Damon se recostó hacia ella. Fue un gesto involuntario. Su cuerpo la ansiaba como un hombre que se ahoga ansía el aire. Ella era lo único en este mundo que le mantenía con los pies en la tierra cuando el ruido sensorial se volvía demasiado fuerte.
«Está utilizando el poder público para una venganza personal», dijo Vesper, con voz más firme. «Eso es un error. Es una chapuza».
Damon se giró entre sus brazos. La miró. Sus ojos grises eran tormentas, en las que se arremolinaban la ira y el agotamiento, pero cuando se posaron en su rostro, la tormenta amainó.
«Voy a aplastarlo», dijo Damon. No era una fanfarronada. Era un hecho. «Pero la cosa se va a poner fea, Vesper. Esto ya no es solo un asunto de negocios. Va a por la familia».
«Que venga», dijo Vesper.
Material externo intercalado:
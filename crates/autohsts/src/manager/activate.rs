//! Turning AutoHSTS on for a host.

use tracing::{debug, info};

use autohsts_common::HostId;

use super::AutoHsts;
use crate::clock::Clock;
use crate::directive::DirectiveAccessor;
use crate::error::{HstsError, HstsResult};
use crate::header;
use crate::modules::{ModuleRegistry, REQUIRED_MODULES};
use crate::progress::{ProgressRecord, ProgressStore};

impl<T, M, S, C> AutoHsts<T, M, S, C>
where
    T: DirectiveAccessor,
    M: ModuleRegistry,
    S: ProgressStore,
    C: Clock,
{
    /// Add an HSTS header with the first schedule value and start tracking
    ///
    /// Missing prerequisite modules are activated first. Fails with
    /// [`HstsError::AlreadyEnabled`] without touching the header when the
    /// host already has one.
    pub fn activate(&mut self, host: &HostId) -> HstsResult<ProgressRecord> {
        let path = self.tree.resolve_host(host)?;

        self.ensure_modules()?;

        if !header::is_tls_host(&self.tree, &path)? {
            return Err(HstsError::NotTlsHost { host: host.clone() });
        }

        if !header::hsts_headers(&self.tree, &path)?.is_empty() {
            debug!(host = %host, "Strict-Transport-Security header already present");
            return Err(HstsError::AlreadyEnabled { host: host.clone() });
        }

        let first = self.schedule.first();
        let record = self.transaction(|m| {
            m.tree.add(
                &path,
                header::HEADER_DIRECTIVE,
                &header::header_args(first.max_age),
            )?;

            let record = ProgressRecord::new(host.clone(), m.clock.now());
            m.store.put(host, record.clone())?;
            Ok(record)
        })?;

        info!(
            host = %host,
            max_age = first.max_age,
            "Added gradually increasing HSTS header"
        );
        Ok(record)
    }

    fn ensure_modules(&mut self) -> HstsResult<()> {
        for module in REQUIRED_MODULES {
            if !self.modules.is_active(module) {
                debug!(module, "Required module inactive, enabling");
                self.modules.activate(module)?;
            }
        }
        Ok(())
    }
}
impl ThreatDetector {
    /// Create detector with default settings
    pub fn new() -> Self {
        Self::default()
    }

    /// Create detector from validation config
    pub fn from_config(config: &ValidationConfig) -> Self {
        Self {
            strict: config.strict_validation,
            block_threshold: config.block_threshold,
            max_json_depth: config.max_json_depth,
            entropy_threshold: config.entropy_threshold,
        }
    }

    /// Toggle strict mode
    pub fn with_strict(mut self, strict: bool) -> Self {
        self.strict = strict;
        self
    }

    /// Inspect a value. Never fails.
    ///
    /// Input longer than `max_length` is flagged and only its first
    /// `max_length` chars are scanned.
    pub fn inspect(&self, value: &str, field_name: &str, max_length: usize) -> ValidationResult {
        let mut findings = Findings::default();
        let original_length = value.chars().count();

        let scanned = if original_length > max_length {
            findings.flag(ThreatCategory::ExcessiveLength, Severity::None);
            truncate_chars(value, max_length)
        } else {
            value
        };

        for pattern in match_patterns(scanned) {
            findings.pattern(pattern.category);
        }

        if looks_like_json(scanned) {
            self.inspect_structure(scanned, &mut findings);
        }

        for hit in heuristics::run_all(scanned, max_length, self.entropy_threshold) {
            findings.heuristic(hit);
        }

        let sanitized_value = html_escape(scanned);

        if findings.severity > Severity::None {
            tracing::debug!(
                field = field_name,
                severity = %findings.severity,
                threats = ?findings.threats,
                patterns = findings.pattern_matches,
                heuristics = findings.heuristic_detections,
                "Threat indicators found"
            );
        }

        ValidationResult {
            sanitized_length: sanitized_value.chars().count(),
            sanitized_value,
            threats: findings.threats,
            severity: findings.severity,
            original_length,
            pattern_matches: findings.pattern_matches,
            heuristic_detections: findings.heuristic_detections,
        }
    }

    fn inspect_structure(&self, value: &str, findings: &mut Findings) {
        match serde_json::from_str::<serde_json::Value>(value) {
            Ok(parsed) => {
                if value.contains("__proto__") || value.contains("constructor") {
                    findings.flag(ThreatCategory::PrototypePollution, Severity::None);
                }
                if json_depth(&parsed, self.max_json_depth).is_none() {
                    findings.flag(ThreatCategory::MaliciousStructure, Severity::None);
                }
            },
            Err(e) if is_recursion_error(&e) => {
                findings.flag(ThreatCategory::MaliciousStructure, Severity::None);
            },
            Err(_) => {},
        }
    }

    /// Validate a value, failing closed.
    ///
    /// Fails with `ValidationFailure` on oversize input, `MalformedPayload`
    /// on dangerous JSON structure, and `ThreatDetected` when severity
    /// reaches the block threshold. In strict mode any other non-none
    /// severity fails as `ValidationFailure`.
    pub fn validate_strict(
        &self,
        value: &str,
        field_name: &str,
        max_length: usize,
    ) -> Result<(String, ValidationResult)> {
        let length = value.chars().count();
        if length > max_length {
            return Err(GatewayError::validation(
                field_name,
                format!("length {length} exceeds maximum {max_length}"),
            ));
        }

        let result = self.inspect(value, field_name, max_length);

        if looks_like_json(value) {
            if result.has(ThreatCategory::MaliciousStructure) {
                return Err(GatewayError::MalformedPayload(format!(
                    "malicious nested structure in '{field_name}'"
                )));
            }
            if result.has(ThreatCategory::PrototypePollution) {
                return Err(GatewayError::MalformedPayload(format!(
                    "prototype pollution markers in '{field_name}'"
                )));
            }
        }

        if result.severity >= self.block_threshold {
            return Err(GatewayError::ThreatDetected {
                field: field_name.to_string(),
                severity: result.severity,
                categories: result.threats.clone(),
            });
        }

        if self.strict && result.severity > Severity::None {
            return Err(GatewayError::validation(
                field_name,
                format!("severity {} below block threshold", result.severity),
            ));
        }

        Ok((result.sanitized_value.clone(), result))
    }

    /// Validate a role name: strict validation plus no path or separator chars.
    pub fn validate_role(&self, role: &str) -> Result<String> {
        if role.contains(ROLE_FORBIDDEN_CHARS) {
            return Err(GatewayError::validation(
                "role",
                "role contains forbidden characters",
            ));
        }
        let (sanitized, _) = self.validate_strict(role, "role", MAX_ROLE_LENGTH)?;
        Ok(sanitized)
    }

    /// Validate a domain list: at most [`MAX_DOMAINS`] entries of at most
    /// [`MAX_DOMAIN_LENGTH`] chars, each strictly validated.
    pub fn validate_domains(&self, domains: &[String]) -> Result<Vec<String>> {
        if domains.len() > MAX_DOMAINS {
            return Err(GatewayError::validation(
                "domains",
                format!("{} entries exceeds maximum {MAX_DOMAINS}", domains.len()),
            ));
        }

        domains
            .iter()
            .enumerate()
            .map(|(i, domain)| {
                let field = format!("domains[{i}]");
                self.validate_strict(domain, &field, MAX_DOMAIN_LENGTH)
                    .map(|(sanitized, _)| sanitized)
            })
            .collect()
    }

    /// Validate free-text context, refusing privilege-escalation wording.
    ///
    /// The error never says which keyword matched.
    pub fn validate_context(&self, context: &str, max_length: usize) -> Result<String> {
        let (sanitized, _) = self.validate_strict(context, "context", max_length)?;

        let lower = context.to_lowercase();
        if PRIVILEGE_KEYWORDS.iter().any(|k| lower.contains(k)) {
            return Err(GatewayError::validation(
                "context",
                "context contains restricted content",
            ));
        }

        Ok(sanitized)
    }
}
fn scan_document(
    detector: &ThreatDetector,
    document: &Value,
    max_depth: usize,
    max_field: usize,
) -> Result<()> {
    if json_depth(document, max_depth).is_none() {
        return Err(GatewayError::MalformedPayload(format!(
            "JSON nesting exceeds depth {max_depth}"
        )));
    }

    let leaves = string_leaves(document);

    if let Some(leaf) = leaves
        .iter()
        .find(|leaf| leaf.is_key && POLLUTION_KEYS.contains(&leaf.value))
    {
        return Err(GatewayError::MalformedPayload(format!(
            "prototype pollution key at {}",
            leaf.path
        )));
    }

    let mut violations = 0usize;
    let mut worst = Severity::None;
    let mut categories: Vec<ThreatCategory> = Vec::new();

    for leaf in &leaves {
        let result = detector.inspect(leaf.value, &leaf.path, max_field);
        if result.severity() >= Severity::High {
            violations += 1;
            worst = worst.max(result.severity());
            for category in result.threats() {
                if !categories.contains(category) {
                    categories.push(*category);
                }
            }
        }
    }

    if violations > 0 {
        return Err(GatewayError::ThreatDetected {
            field: format!("body ({violations} violations)"),
            severity: worst,
            categories,
        });
    }
    Ok(())
}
Alargó la mano y le tocó la mandíbula, trazando con el pulgar la línea de tensión. «Ya no somos las mismas personas que éramos hace un año. No somos víctimas».
Algo en sus ojos —un destello de la personalidad de «Iris», ese brillo frío y calculador que había destruido a Serena Sharp— encendió algo en él.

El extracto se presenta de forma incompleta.